Although there is no scientific proof of its medicinal value, rhino horn is also used in traditional medicine, according to the World Wildlife Fund (WWF). It is sawed off of a dead rhino and eventually ground into a fine powder or manufactured into tablets, as a means to treat a variety of illnesses such as nosebleeds, strokes, and fevers.

"Consequently the species now stands at the brink of complete extinction, a sorry testament to the greed of the human race," the Ol Pejeta Conservancy in Kenya, which holds the last of the white rhinos, said in a statement.

Amur Leopard

It seems that there is a poaching pattern among the world's most beautiful and exotic creatures, for the Amur leopard is also largely hunted by humans. The demand for its spotted fur likely makes it the rarest and most endangered big cat on Earth.

Found along the border areas between the Russian Far East and northeast China, this species also faces habitat destruction and a loss of prey animals due to poaching. Today, the WWF says a mere 30 adult Amur leopards remain in the wild.

Luckily, this past summer a pair of Amur cubs were born in the UK's Twycross Zoo, raising hope of this species' recovery.

Leatherback Turtle

The largest sea turtle species and one of the most migratory, the leatherback turtle, has seriously declined in the last century as a result of intense egg collection and fisheries bycatch, National Geographic reports. The International Union for Conservation of Nature (IUCN) lists the species as vulnerable, with several sub-species considered critically endangered.

Growing up to seven feet (two meters) long and exceeding 2,000 pounds, leatherbacks are the only remaining living representatives of a group of reptiles that has existed on Earth for the last 100 million years. Losing this species would therefore be considered a great travesty.

Polar Bear

It's no secret that climate change is increasing global temperatures and as a result causing Arctic ice where polar bears live to melt at unprecedented rates.
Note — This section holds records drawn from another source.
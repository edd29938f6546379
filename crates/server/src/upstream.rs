//! Upstream peer client.
//!
//! Pulling a catalog asks the origin for its parts listing, keeps only the
//! digests whose blobs are missing locally, requests a delta archive of
//! those and unpacks it into the local hololib.

use crate::identity::{PeerIdentity, USER_AGENT};
use crate::workers::pull::Puller;
use async_trait::async_trait;
use futures::StreamExt;
use holopeer_core::{ContentHash, INSTALLATION_ID_HEADER, RANDOM_IDENTITY_HEADER};
use holopeer_holotree::{Holotree, HolotreeError, extract_into};
use reqwest::header::{HeaderMap, HeaderValue};
use std::path::{Path, PathBuf};
use std::sync::Arc;
use std::time::Duration;
use tokio::io::AsyncWriteExt;
use tracing::{debug, instrument, warn};

/// Upstream pull errors.
#[derive(Debug, thiserror::Error)]
pub enum PullError {
    #[error("request failed: {0}")]
    Request(#[from] reqwest::Error),

    #[error("unexpected status {status} from {url}")]
    Status { url: String, status: u16 },

    #[error("invalid header value: {0}")]
    Header(String),

    #[error("I/O error: {0}")]
    Io(#[from] std::io::Error),

    #[error("holotree error: {0}")]
    Holotree(#[from] HolotreeError),

    #[error("blocking task failed: {0}")]
    Task(String),
}

/// Outcome of one pull.
#[derive(Clone, Debug, Default, PartialEq, Eq)]
pub struct PullReport {
    /// Digests requested from the origin.
    pub missing: usize,
    /// Files unpacked into the hololib, catalog included.
    pub extracted: usize,
    /// SHA-256 of the downloaded archive.
    pub archive_sha256: String,
}

/// HTTP client for one upstream origin.
pub struct UpstreamClient {
    http: reqwest::Client,
    origin: String,
    holotree: Arc<dyn Holotree>,
    scratch: PathBuf,
}

impl UpstreamClient {
    pub fn new(
        origin: &str,
        holotree: Arc<dyn Holotree>,
        scratch: impl Into<PathBuf>,
        identity: &PeerIdentity,
        timeout: Duration,
    ) -> Result<Self, PullError> {
        let mut headers = HeaderMap::new();
        headers.insert(INSTALLATION_ID_HEADER, header_value(&identity.installation)?);
        headers.insert(RANDOM_IDENTITY_HEADER, header_value(&identity.random)?);
        let http = reqwest::Client::builder()
            .user_agent(USER_AGENT)
            .default_headers(headers)
            .timeout(timeout)
            .build()?;
        Ok(Self {
            http,
            origin: origin.trim_end_matches('/').to_string(),
            holotree,
            scratch: scratch.into(),
        })
    }

    fn url(&self, route: &str, catalog: &str) -> String {
        format!("{}/{route}/{catalog}", self.origin)
    }

    /// Digests of `catalog` at the origin whose blobs are absent locally.
    #[instrument(skip(self), fields(origin = %self.origin))]
    pub async fn missing_parts(&self, catalog: &str) -> Result<Vec<String>, PullError> {
        let url = self.url("parts", catalog);
        let response = self.http.get(&url).send().await?;
        let status = response.status();
        if status != reqwest::StatusCode::OK {
            return Err(PullError::Status {
                url,
                status: status.as_u16(),
            });
        }
        let body = response.text().await?;

        let mut missing = Vec::new();
        for digest in body.lines().map(str::trim).filter(|line| !line.is_empty()) {
            match self.holotree.has_blob(digest).await {
                Ok(true) => {}
                Ok(false) => missing.push(digest.to_string()),
                Err(err) => warn!(digest, error = %err, "ignoring unusable digest from origin"),
            }
        }
        Ok(missing)
    }

    /// Download the delta archive for `digests` into the scratch directory.
    ///
    /// The archive is streamed to a process-specific temporary name while
    /// being hashed, then renamed after its content hash. Returns the final
    /// path and the hash.
    #[instrument(skip(self, digests), fields(origin = %self.origin, count = digests.len()))]
    pub async fn download_delta(
        &self,
        catalog: &str,
        digests: &[String],
    ) -> Result<(PathBuf, String), PullError> {
        let url = self.url("delta", catalog);
        let response = self.http.post(&url).body(digests.join("\n")).send().await?;
        let status = response.status();
        if !status.is_success() {
            return Err(PullError::Status {
                url,
                status: status.as_u16(),
            });
        }

        tokio::fs::create_dir_all(&self.scratch).await?;
        let temp_path = self
            .scratch
            .join(format!("peercc_{:x}.zip", std::process::id()));
        let result = stream_to_file(response, &temp_path).await;
        let sha = match result {
            Ok(sha) => sha,
            Err(err) => {
                let _ = tokio::fs::remove_file(&temp_path).await;
                return Err(err);
            }
        };

        let final_path = self.scratch.join(format!("peercc_{sha}.zip"));
        tokio::fs::rename(&temp_path, &final_path).await?;
        debug!(path = %final_path.display(), "delta archive downloaded");
        Ok((final_path, sha))
    }

    /// Unpack a downloaded archive into the hololib.
    pub async fn import(&self, archive: &Path) -> Result<usize, PullError> {
        let root = self.holotree.hololib_root().to_path_buf();
        let archive = archive.to_path_buf();
        tokio::task::spawn_blocking(move || extract_into(&root, &archive))
            .await
            .map_err(|e| PullError::Task(e.to_string()))?
            .map_err(PullError::from)
    }
}

#[async_trait]
impl Puller for UpstreamClient {
    fn origin(&self) -> &str {
        &self.origin
    }

    async fn pull(&self, catalog: &str) -> Result<PullReport, PullError> {
        let missing = self.missing_parts(catalog).await?;
        debug!(catalog, missing = missing.len(), "requesting missing parts");
        let (archive, sha) = self.download_delta(catalog, &missing).await?;
        let imported = self.import(&archive).await;
        if let Err(err) = tokio::fs::remove_file(&archive).await {
            debug!(path = %archive.display(), error = %err, "could not remove downloaded archive");
        }
        Ok(PullReport {
            missing: missing.len(),
            extracted: imported?,
            archive_sha256: sha,
        })
    }
}

fn header_value(value: &str) -> Result<HeaderValue, PullError> {
    HeaderValue::from_str(value).map_err(|e| PullError::Header(e.to_string()))
}

async fn stream_to_file(response: reqwest::Response, path: &Path) -> Result<String, PullError> {
    let mut file = tokio::fs::File::create(path).await?;
    let mut hasher = ContentHash::hasher();
    let mut stream = response.bytes_stream();
    while let Some(chunk) = stream.next().await {
        let chunk = chunk?;
        hasher.update(&chunk);
        file.write_all(&chunk).await?;
    }
    file.flush().await?;
    file.sync_all().await?;
    Ok(hasher.finalize().to_hex())
}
A recent study published in the journal PLOS ONE details how the world's remaining 20,000 polar bears may disappear from the Earth by 2100 if climate change continues at its current rate.

(Photo : Pixabay)

With less ice to walk on, that's bad news for polar bears that depend on it to travel, hunt, and mate, and in some areas den.

"This paints a very depressing picture," researcher Andre Derocher of the University of Alberta told New Scientist.

Mountain Gorilla

As their name implies, mountain gorillas live in forests high in the mountains, at elevations of 8,000 to 13,000 feet, according to the WWF. As the world's smallest population of mountain gorillas - a subspecies of the eastern gorilla - they are split between two places: the Virunga Mountains that border Uganda, Rwanda and the Democratic Republic of Congo, and in the Bwindi Impenetrable National Park in Uganda.
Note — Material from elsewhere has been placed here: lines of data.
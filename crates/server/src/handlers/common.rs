//! Shared handler helpers.

use crate::error::{ApiError, ApiResult};
use crate::state::AppState;
use axum::http::HeaderMap;

/// Catalog name of a request path: its last non-empty segment.
pub fn catalog_name(path: &str) -> String {
    path.trim_end_matches('/')
        .rsplit('/')
        .next()
        .unwrap_or_default()
        .to_string()
}

/// Refuse requests that carry this peer's own random identity.
pub fn reject_self_request(state: &AppState, headers: &HeaderMap) -> ApiResult<()> {
    if state.identity.is_self(headers) {
        return Err(ApiError::SelfRequest);
    }
    Ok(())
}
Unfortunately, poaching, destruction of habitat, disease and an encroaching human population has taken a toll on their numbers, with just around 880 individuals left struggling to survive.

(Photo : Pixabay)

Siberian Tiger

Also known as Amur tigers, Siberian tigers are the world's largest cats. But accordint to the WWF, there are only up to about 450 of these majestic, but endangered animals left in the world. Worse, the Amur tiger's habitat is now restricted to two provinces in the Russian Far East and small plots along the border areas of China, and possibly North Korea.

And while it is a protected species, illegal logging and poaching are dwindling their numbers. Tiger farming is driving the demand for their pelts and meat on the black market.

"Things such as tiger bone wine represent a new asset class for wealthy investors - particularly for those who have become disillusioned with real-estate and stock markets," Judy Mills, author of the new book Blood of the Tiger, recently told Nature World News. "These investors are banking on extinction. If tigers disappear from the wild, those parts and products... that investment will become priceless."

Of all the species that have populated Earth at some time over the past 3.5 billion years, more than 95 percent have vanished. The Earth has previously gone through five mass extinction events (potentially 6), and with climate change and human influence being immediate threats; the aforementioned list of species and a host of others will likely vanish in the near future.